What did the Baby Cha-Cha’s success mean for YouTube at the time?

Not much. YouTube had just launched officially two months previous. It’s first video hadn’t even been online a full year yet when Baby Cha-Cha was uploaded. It was actually the FOLLOWING day that YouTube got on the map. On Jan 16, somebody posted Jon Stewart on Crossfire from 2004 that had such repercussions as the Viacom lawsuit (like 700 million bucks or something), the cancellation of Crossfire (fuck those guys), and the eye of Sauron—*cough* Google—looking at YouTube as more than a video repository. The Baby Cha-Cha video does play a significant role, though! When people now made their way to the site, they realized YT was THE PLACE to find visual material of the memory. I remember showing my dad a Moody Blues music video that January and he was like “the quality is so shitty” and I was like: You wait—this will compete with TV soon. (I was right—take that dad!) I found Baby Cha-Cha again that summer and immediately remembered it from the decade previous. It has since survived in endlessly remixed memes and nostalgia kicks.

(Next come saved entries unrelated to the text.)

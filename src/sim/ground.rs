//! Snow accumulated on the ground line
//!
//! The ground is split into fixed-width columns. Each column stores the Y
//! coordinate of its topmost snow pixel, so a smaller value means a taller
//! pile and `floor` (the screen height) means bare ground.

use serde::{Deserialize, Serialize};

use crate::consts::{COLUMN_WIDTH, PILE_STEP};
use crate::settings::{MAX_SCREEN_H, MAX_SCREEN_W};

#[derive(Debug, Clone, PartialEq, Eq, Serialize, Deserialize)]
pub struct GroundField {
    heights: Vec<i32>,
    floor: i32,
}

impl GroundField {
    /// Bare ground covering a screen of the given size.
    ///
    /// Dimensions beyond the accepted maximum are clamped to it.
    pub fn new(screen_width: u32, screen_height: u32) -> Self {
        let width = i32::try_from(screen_width.min(MAX_SCREEN_W)).unwrap_or(i32::MAX);
        let floor = i32::try_from(screen_height.min(MAX_SCREEN_H)).unwrap_or(i32::MAX);
        let columns = usize::try_from(width / COLUMN_WIDTH).unwrap_or(0) + 1;
        Self {
            heights: vec![floor; columns],
            floor,
        }
    }

    /// Column index for a world X coordinate (may be out of range)
    #[inline]
    pub fn column_for_x(x: f32) -> i32 {
        (x / COLUMN_WIDTH as f32).floor() as i32
    }

    pub fn column_count(&self) -> usize {
        self.heights.len()
    }

    pub fn floor(&self) -> i32 {
        self.floor
    }

    pub fn height(&self, column: usize) -> Option<i32> {
        self.heights.get(column).copied()
    }

    pub fn heights(&self) -> &[i32] {
        &self.heights
    }

    /// Move every raised column one pixel back toward the floor
    pub fn melt(&mut self) {
        for h in self.heights.iter_mut().filter(|h| **h < self.floor) {
            *h += 1;
        }
    }

    /// Absorb a flake whose bottom edge is at `flake_bottom_y`.
    ///
    /// Returns false, leaving the field untouched, if the column is out of
    /// range or the flake has not reached the pile yet.
    pub fn try_land(&mut self, column: i32, flake_bottom_y: f32) -> bool {
        let Some(h) = usize::try_from(column)
            .ok()
            .and_then(|c| self.heights.get_mut(c))
        else {
            return false;
        };
        if flake_bottom_y < *h as f32 {
            return false;
        }
        *h = (*h - PILE_STEP).max(0);
        true
    }

    pub fn reset(&mut self) {
        self.heights.fill(self.floor);
    }

    #[cfg(test)]
    pub(crate) fn set_height(&mut self, column: usize, height: i32) {
        self.heights[column] = height.clamp(0, self.floor);
    }
}
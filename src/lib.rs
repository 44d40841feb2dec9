//! Snowdrift - falling snow piling up on a rotating logo
//!
//! Core modules:
//! - `sim`: Deterministic tick-based simulation (pools, collision, sliding)
//! - `render`: Read-only draw pass against an abstract drawing surface
//! - `platform`: Host capabilities (clock, random source, input events)
//! - `settings`: Run configuration and validation

pub mod platform;
pub mod render;
pub mod settings;
pub mod sim;

pub use settings::{Settings, SettingsError};

use glam::Vec2;

/// Simulation constants
pub mod consts {
    /// Downward acceleration applied to free flakes every tick
    pub const GRAVITY: f32 = 0.08;
    /// Velocity retained per tick by particles sliding along the logo
    pub const FRICTION: f32 = 0.95;

    /// Free-falling flake pool capacity
    pub const MAX_SNOW: usize = 10;
    /// Logo pile pool capacity
    pub const MAX_PILE: usize = 200;

    /// Number of discrete orientations in the rotation table
    pub const ROT_STEPS: usize = 126;
    /// Ticks between two ground melt passes
    pub const MELT_RATE: u64 = 60;
    /// Per-tick probability of spawning a new flake
    pub const SPAWN_CHANCE: f32 = 0.4;
    /// Dormant period before the simulation starts (milliseconds)
    pub const START_DELAY_MS: u64 = 5000;

    /// Flake edge length in pixels (also the ground column width)
    pub const FLAKE_SIZE: f32 = 4.0;
    /// Width of one ground column in pixels
    pub const COLUMN_WIDTH: i32 = 4;
    /// Height added to a ground column by one landed flake
    pub const PILE_STEP: i32 = 4;

    /// Spawn height above the top of the screen
    pub const SPAWN_Y: f32 = -5.0;
    /// Horizontal spawn velocity range
    pub const SPAWN_VX: (f32, f32) = (-0.3, 0.3);
    /// Vertical spawn velocity range
    pub const SPAWN_VY: (f32, f32) = (0.5, 1.5);
    /// Extra downward velocity given to a particle sliding off the logo
    pub const FALL_OFF_BIAS: f32 = 1.0;

    /// Fallback screen size when the host reports nothing
    pub const DEFAULT_SCREEN_W: u32 = 320;
    pub const DEFAULT_SCREEN_H: u32 = 240;

    /// Logo bounding box (local frame, origin at the logo center)
    pub const LOGO_LEFT: f32 = -45.0;
    pub const LOGO_RIGHT: f32 = 45.0;
    pub const LOGO_TOP: f32 = -12.0;
    pub const LOGO_BOTTOM: f32 = 12.0;
}

/// Rotate `v` by the angle whose sine and cosine are given
#[inline]
pub fn rotate(v: Vec2, sin: f32, cos: f32) -> Vec2 {
    Vec2::new(v.x * cos - v.y * sin, v.x * sin + v.y * cos)
}

/// Rotate `v` by the inverse of the angle whose sine and cosine are given
#[inline]
pub fn rotate_inverse(v: Vec2, sin: f32, cos: f32) -> Vec2 {
    Vec2::new(v.x * cos + v.y * sin, -v.x * sin + v.y * cos)
}
//! Character framebuffer for headless runs
//!
//! Each cell covers a `scale`×`scale` block of screen pixels; the last
//! write to a cell wins.

use std::fmt;

use glam::IVec2;

use super::{Color, DrawSurface};
use crate::settings::{MAX_SCREEN_H, MAX_SCREEN_W};

#[derive(Debug, Clone)]
pub struct AsciiSurface {
    cols: usize,
    rows: usize,
    scale: i32,
    cells: Vec<char>,
    frames: u64,
}

impl AsciiSurface {
    /// Dimensions beyond the accepted screen maximum are clamped to it.
    pub fn new(screen_width: u32, screen_height: u32, scale: u32) -> Self {
        let scale = scale.clamp(1, MAX_SCREEN_W);
        let cols = screen_width.min(MAX_SCREEN_W).div_ceil(scale) as usize;
        let rows = screen_height.min(MAX_SCREEN_H).div_ceil(scale) as usize;
        Self {
            cols,
            rows,
            scale: scale as i32,
            cells: vec![' '; cols * rows],
            frames: 0,
        }
    }

    pub fn frames(&self) -> u64 {
        self.frames
    }

    pub fn cell(&self, col: usize, row: usize) -> Option<char> {
        if col >= self.cols || row >= self.rows {
            return None;
        }
        Some(self.cells[row * self.cols + col])
    }

    fn glyph(color: Color) -> char {
        match color {
            Color::Black => ' ',
            Color::White => '*',
            Color::Blue => '#',
            Color::Cyan => '+',
            Color::Yellow => '=',
        }
    }

    fn put_cell(&mut self, col: i32, row: i32, ch: char) {
        if col < 0 || row < 0 {
            return;
        }
        let (col, row) = (col as usize, row as usize);
        if col < self.cols && row < self.rows {
            self.cells[row * self.cols + col] = ch;
        }
    }

    fn put(&mut self, pos: IVec2, ch: char) {
        let cell = pos.div_euclid(IVec2::splat(self.scale));
        self.put_cell(cell.x, cell.y, ch);
    }
}

impl DrawSurface for AsciiSurface {
    fn clear(&mut self, color: Color) {
        self.cells.fill(Self::glyph(color));
    }

    fn draw_pixel(&mut self, pos: IVec2, color: Color) {
        self.put(pos, Self::glyph(color));
    }

    fn draw_rect(&mut self, pos: IVec2, size: IVec2, color: Color) {
        let ch = Self::glyph(color);
        for y in pos.y..pos.y + size.y {
            for x in pos.x..pos.x + size.x {
                self.put(IVec2::new(x, y), ch);
            }
        }
    }

    fn draw_text(&mut self, pos: IVec2, text: &str, _color: Color) {
        let start = pos.div_euclid(IVec2::splat(self.scale));
        for (i, ch) in text.chars().enumerate() {
            self.put_cell(start.x + i as i32, start.y, ch);
        }
    }

    fn present(&mut self) {
        self.frames += 1;
    }
}

impl fmt::Display for AsciiSurface {
    fn fmt(&self, f: &mut fmt::Formatter<'_>) -> fmt::Result {
        for row in self.cells.chunks(self.cols) {
            let line: String = row.iter().collect();
            writeln!(f, "{}", line.trim_end())?;
        }
        Ok(())
    }
}
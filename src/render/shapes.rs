//! Point clouds for the logo outline and lettering
//!
//! Built once per run; the draw pass only rotates the cached points.

use glam::IVec2;

use crate::sim::LogoGeometry;

/// Stroke table for the "SLASHER006" lettering, `(x0, y0, x1, y1)` in
/// logo-local pixels
const LETTER_STROKES: &[(i32, i32, i32, i32)] = &[
    // S
    (-39, -6, -34, -6),
    (-39, -6, -39, 0),
    (-39, 0, -34, 0),
    (-34, 0, -34, 6),
    (-34, 6, -39, 6),
    // L
    (-31, -6, -31, 6),
    (-31, 6, -26, 6),
    // A
    (-23, 6, -23, -6),
    (-23, -6, -18, -6),
    (-18, -6, -18, 6),
    (-23, 0, -18, 0),
    // S
    (-15, -6, -10, -6),
    (-15, -6, -15, 0),
    (-15, 0, -10, 0),
    (-10, 0, -10, 6),
    (-10, 6, -15, 6),
    // H
    (-7, -6, -7, 6),
    (-2, -6, -2, 6),
    (-7, 0, -2, 0),
    // E
    (1, -6, 1, 6),
    (1, -6, 6, -6),
    (1, 0, 5, 0),
    (1, 6, 6, 6),
    // R
    (9, -6, 9, 6),
    (9, -6, 14, -6),
    (14, -6, 14, 0),
    (9, 0, 14, 0),
    (9, 0, 14, 6),
    // 0
    (17, -6, 17, 6),
    (22, -6, 22, 6),
    (17, -6, 22, -6),
    (17, 6, 22, 6),
    (22, -6, 17, 6),
    // 0
    (25, -6, 25, 6),
    (30, -6, 30, 6),
    (25, -6, 30, -6),
    (25, 6, 30, 6),
    (30, -6, 25, 6),
    // 6
    (33, -6, 38, -6),
    (33, -6, 33, 6),
    (33, 6, 38, 6),
    (38, 0, 38, 6),
    (33, 0, 38, 0),
];

/// Append every pixel on the segment `a`..=`b` (Bresenham).
///
/// A zero-length segment yields exactly one point.
pub fn rasterize_line(a: IVec2, b: IVec2, out: &mut Vec<IVec2>) {
    let dx = (b.x - a.x).abs();
    let dy = -(b.y - a.y).abs();
    let sx = if a.x < b.x { 1 } else { -1 };
    let sy = if a.y < b.y { 1 } else { -1 };
    let mut err = dx + dy;
    let mut p = a;

    loop {
        out.push(p);
        if p == b {
            break;
        }
        let e2 = 2 * err;
        if e2 >= dy {
            err += dy;
            p.x += sx;
        }
        if e2 <= dx {
            err += dx;
            p.y += sy;
        }
    }
}

/// Cached logo pixels in local coordinates
#[derive(Debug, Clone, Default)]
pub struct LogoArt {
    pub outline: Vec<IVec2>,
    pub lettering: Vec<IVec2>,
}

impl LogoArt {
    pub fn new(logo: &LogoGeometry) -> Self {
        let (l, r) = (logo.left as i32, logo.right as i32);
        let (t, b) = (logo.top as i32, logo.bottom as i32);

        let mut outline = Vec::new();
        rasterize_line(IVec2::new(l, t), IVec2::new(r, t), &mut outline);
        rasterize_line(IVec2::new(r, t), IVec2::new(r, b), &mut outline);
        rasterize_line(IVec2::new(r, b), IVec2::new(l, b), &mut outline);
        rasterize_line(IVec2::new(l, b), IVec2::new(l, t), &mut outline);

        let mut lettering = Vec::new();
        for &(x0, y0, x1, y1) in LETTER_STROKES {
            rasterize_line(IVec2::new(x0, y0), IVec2::new(x1, y1), &mut lettering);
        }

        Self { outline, lettering }
    }
}

#[cfg(test)]
mod tests {
    use super::*;

    #[test]
    fn test_zero_length_line_is_one_point() {
        let mut pts = Vec::new();
        rasterize_line(IVec2::new(3, -2), IVec2::new(3, -2), &mut pts);
        assert_eq!(pts, vec![IVec2::new(3, -2)]);
    }

    #[test]
    fn test_horizontal_line_inclusive() {
        let mut pts = Vec::new();
        rasterize_line(IVec2::new(2, 0), IVec2::new(-2, 0), &mut pts);
        assert_eq!(pts.len(), 5);
        assert_eq!(pts.first(), Some(&IVec2::new(2, 0)));
        assert_eq!(pts.last(), Some(&IVec2::new(-2, 0)));
    }

    #[test]
    fn test_diagonal_line_steps_both_axes() {
        let mut pts = Vec::new();
        rasterize_line(IVec2::new(0, 0), IVec2::new(4, 4), &mut pts);
        let expected: Vec<_> = (0..=4).map(|i| IVec2::new(i, i)).collect();
        assert_eq!(pts, expected);
    }

    #[test]
    fn test_outline_covers_box_perimeter() {
        let art = LogoArt::new(&LogoGeometry::default());
        // 91 + 25 + 91 + 25 points, corners repeated once per segment
        assert_eq!(art.outline.len(), 232);
        assert!(art.outline.contains(&IVec2::new(-45, -12)));
        assert!(art.outline.contains(&IVec2::new(45, 12)));
        assert!(!art.lettering.is_empty());
        assert!(art.lettering.iter().all(|p| p.x.abs() < 45 && p.y.abs() < 12));
    }
}
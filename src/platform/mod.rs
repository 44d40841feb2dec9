//! Platform abstraction layer
//!
//! Capabilities the host hands to the simulation:
//! - Monotonic millisecond time (only gates the start-up delay)
//! - Uniform random numbers (spawn placement)
//! - Pre-decoded input events

use std::cell::Cell;
use std::time::Instant;

use rand::{Rng, SeedableRng};
use rand_pcg::Pcg32;

/// Monotonic millisecond clock
pub trait MonotonicClock {
    fn now_ms(&self) -> u64;

    /// Milliseconds since an earlier reading, zero if `since` is in the future
    fn elapsed_ms(&self, since: u64) -> u64 {
        self.now_ms().saturating_sub(since)
    }
}

/// Wall clock backed by [`Instant`], zero at construction
#[derive(Debug, Clone, Copy)]
pub struct SystemClock {
    origin: Instant,
}

impl SystemClock {
    pub fn new() -> Self {
        Self {
            origin: Instant::now(),
        }
    }
}

impl Default for SystemClock {
    fn default() -> Self {
        Self::new()
    }
}

impl MonotonicClock for SystemClock {
    fn now_ms(&self) -> u64 {
        self.origin.elapsed().as_millis() as u64
    }
}

/// Clock that only moves when told to
#[derive(Debug, Default, Clone)]
pub struct ManualClock {
    now: Cell<u64>,
}

impl ManualClock {
    pub fn new(start_ms: u64) -> Self {
        Self {
            now: Cell::new(start_ms),
        }
    }

    pub fn set(&self, ms: u64) {
        self.now.set(ms);
    }

    pub fn advance(&self, ms: u64) {
        self.now.set(self.now.get().saturating_add(ms));
    }
}

impl MonotonicClock for ManualClock {
    fn now_ms(&self) -> u64 {
        self.now.get()
    }
}

/// Uniform random numbers
pub trait RandomSource {
    /// Value in `[0, 1)`
    fn uniform(&mut self) -> f32;
    /// Integer in `[lo, hi)`; returns `lo` for an empty range
    fn uniform_int(&mut self, lo: i32, hi: i32) -> i32;
    /// Value in `[lo, hi)`; returns `lo` for an empty range
    fn uniform_range(&mut self, lo: f32, hi: f32) -> f32;
}

/// Seeded PCG generator, reproducible per seed
#[derive(Debug, Clone)]
pub struct SeededRandom {
    rng: Pcg32,
}

impl SeededRandom {
    pub fn new(seed: u64) -> Self {
        Self {
            rng: Pcg32::seed_from_u64(seed),
        }
    }
}

impl RandomSource for SeededRandom {
    fn uniform(&mut self) -> f32 {
        self.rng.random::<f32>()
    }

    fn uniform_int(&mut self, lo: i32, hi: i32) -> i32 {
        if hi <= lo {
            return lo;
        }
        self.rng.random_range(lo..hi)
    }

    fn uniform_range(&mut self, lo: f32, hi: f32) -> f32 {
        if hi <= lo {
            return lo;
        }
        self.rng.random_range(lo..hi)
    }
}

/// Input events for a single tick, already decoded by the host
#[derive(Debug, Clone, Copy, Default, PartialEq, Eq)]
pub struct TickInput {
    /// Start or stop the logo rotating
    pub toggle_rotation: bool,
    /// Discard the run and start over
    pub reset: bool,
    /// Leave the simulation
    pub exit: bool,
}
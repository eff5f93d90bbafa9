use rusqlite::types::{ToSql, ToSqlOutput, ValueRef};

use crate::schema::ColumnType;

#[derive(Debug, Clone, PartialEq)]
pub enum Value {
    Integer(i64),
    Real(f64),
    Text(String),
}

impl ToSql for Value {
    fn to_sql(&self) -> rusqlite::Result<ToSqlOutput<'_>> {
        Ok(match self {
            Value::Integer(i) => ToSqlOutput::Borrowed(ValueRef::Integer(*i)),
            Value::Real(f) => ToSqlOutput::Borrowed(ValueRef::Real(*f)),
            Value::Text(s) => ToSqlOutput::Borrowed(ValueRef::Text(s.as_bytes())),
        })
    }
}

/// Converts a raw cell into the value stored for a column of type `ty`.
///
/// Empty or absent cells become `None`. Numeric parsing is best effort: text
/// that does not parse is passed through trimmed rather than rejected.
pub fn coerce_value(raw: Option<&str>, ty: ColumnType) -> Option<Value> {
    let trimmed = raw?.trim();
    if trimmed.is_empty() {
        return None;
    }
    let value = match ty {
        ColumnType::Integer => coerce_integer(trimmed),
        ColumnType::Numeric | ColumnType::Real => coerce_numeric(trimmed),
        ColumnType::Text => Value::Text(trimmed.to_string()),
    };
    Some(value)
}

fn coerce_integer(value: &str) -> Value {
    if let Ok(parsed) = value.parse::<i64>() {
        return Value::Integer(parsed);
    }
    match value.parse::<f64>().ok().and_then(truncate_to_i64) {
        Some(truncated) => Value::Integer(truncated),
        None => Value::Text(value.to_string()),
    }
}

fn coerce_numeric(value: &str) -> Value {
    let parsed = match value.parse::<f64>() {
        Ok(parsed) if parsed.is_finite() => parsed,
        _ => return Value::Text(value.to_string()),
    };
    // Integral values written without a decimal point are ids, not measurements.
    if parsed.fract() == 0.0
        && !value.contains('.')
        && let Some(integral) = truncate_to_i64(parsed)
    {
        return Value::Integer(integral);
    }
    Value::Real(parsed)
}

fn truncate_to_i64(value: f64) -> Option<i64> {
    const LIMIT: f64 = 9_223_372_036_854_775_808.0; // 2^63
    if !value.is_finite() {
        return None;
    }
    let truncated = value.trunc();
    if truncated >= -LIMIT && truncated < LIMIT {
        Some(truncated as i64)
    } else {
        None
    }
}

/// Coerces a row positionally against `types`, one slot per column.
pub fn coerce_row<'a, I>(cells: I, types: &[ColumnType]) -> Vec<Option<Value>>
where
    I: IntoIterator<Item = Option<&'a str>>,
{
    cells
        .into_iter()
        .zip(types.iter())
        .map(|(cell, ty)| coerce_value(cell, *ty))
        .collect()
}

#[cfg(test)]
mod tests {
    use super::*;

    #[test]
    fn empty_and_absent_cells_are_null_for_every_type() {
        for ty in [
            ColumnType::Integer,
            ColumnType::Real,
            ColumnType::Numeric,
            ColumnType::Text,
        ] {
            assert_eq!(coerce_value(Some(""), ty), None);
            assert_eq!(coerce_value(Some("   "), ty), None);
            assert_eq!(coerce_value(None, ty), None);
        }
    }

    #[test]
    fn integer_columns_trim_and_parse() {
        assert_eq!(
            coerce_value(Some("  42  "), ColumnType::Integer),
            Some(Value::Integer(42))
        );
        assert_eq!(
            coerce_value(Some("-7"), ColumnType::Integer),
            Some(Value::Integer(-7))
        );
    }

    #[test]
    fn integer_columns_truncate_float_text() {
        assert_eq!(
            coerce_value(Some("12.9"), ColumnType::Integer),
            Some(Value::Integer(12))
        );
        assert_eq!(
            coerce_value(Some("-3.7"), ColumnType::Integer),
            Some(Value::Integer(-3))
        );
    }

    #[test]
    fn integer_columns_pass_through_unparsable_text() {
        assert_eq!(
            coerce_value(Some("abc"), ColumnType::Integer),
            Some(Value::Text("abc".to_string()))
        );
        assert_eq!(
            coerce_value(Some(" inf "), ColumnType::Integer),
            Some(Value::Text("inf".to_string()))
        );
    }

    #[test]
    fn numeric_columns_keep_integral_ids_as_integers() {
        assert_eq!(
            coerce_value(Some("3"), ColumnType::Numeric),
            Some(Value::Integer(3))
        );
        assert_eq!(
            coerce_value(Some("1e3"), ColumnType::Real),
            Some(Value::Integer(1000))
        );
    }

    #[test]
    fn numeric_columns_keep_decimal_point_values_as_reals() {
        assert_eq!(
            coerce_value(Some("3.0"), ColumnType::Numeric),
            Some(Value::Real(3.0))
        );
        assert_eq!(
            coerce_value(Some("3.50"), ColumnType::Numeric),
            Some(Value::Real(3.5))
        );
    }

    #[test]
    fn numeric_columns_pass_through_unparsable_text() {
        assert_eq!(
            coerce_value(Some("N/A"), ColumnType::Numeric),
            Some(Value::Text("N/A".to_string()))
        );
        assert_eq!(
            coerce_value(Some("NaN"), ColumnType::Real),
            Some(Value::Text("NaN".to_string()))
        );
    }

    #[test]
    fn text_columns_are_trimmed_only() {
        assert_eq!(
            coerce_value(Some(" 007 "), ColumnType::Text),
            Some(Value::Text("007".to_string()))
        );
    }

    #[test]
    fn coerce_row_is_positional() {
        let types = [ColumnType::Integer, ColumnType::Text, ColumnType::Real];
        let row = coerce_row([Some("1"), None, Some("2.5")], &types);
        assert_eq!(
            row,
            vec![Some(Value::Integer(1)), None, Some(Value::Real(2.5))]
        );
    }
}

When did the trend of viewing Baby Cha-Cha as a source of nostalgia begin?

Immediately. The trend of watching Baby Cha-Cha or any commercial from the 90s or AFV videos began right away. That was the first wave of YouTube (pre-lawsuits and shit). It’s remixable because it’s a meme—that’s one of a memes traits. It’s oddness and cuteness mix keep it fresh with nostalgia. Then you get the weird late Gen Xers/early millenials (like me) who check it out just to remember and get the warm nostalgia feelings.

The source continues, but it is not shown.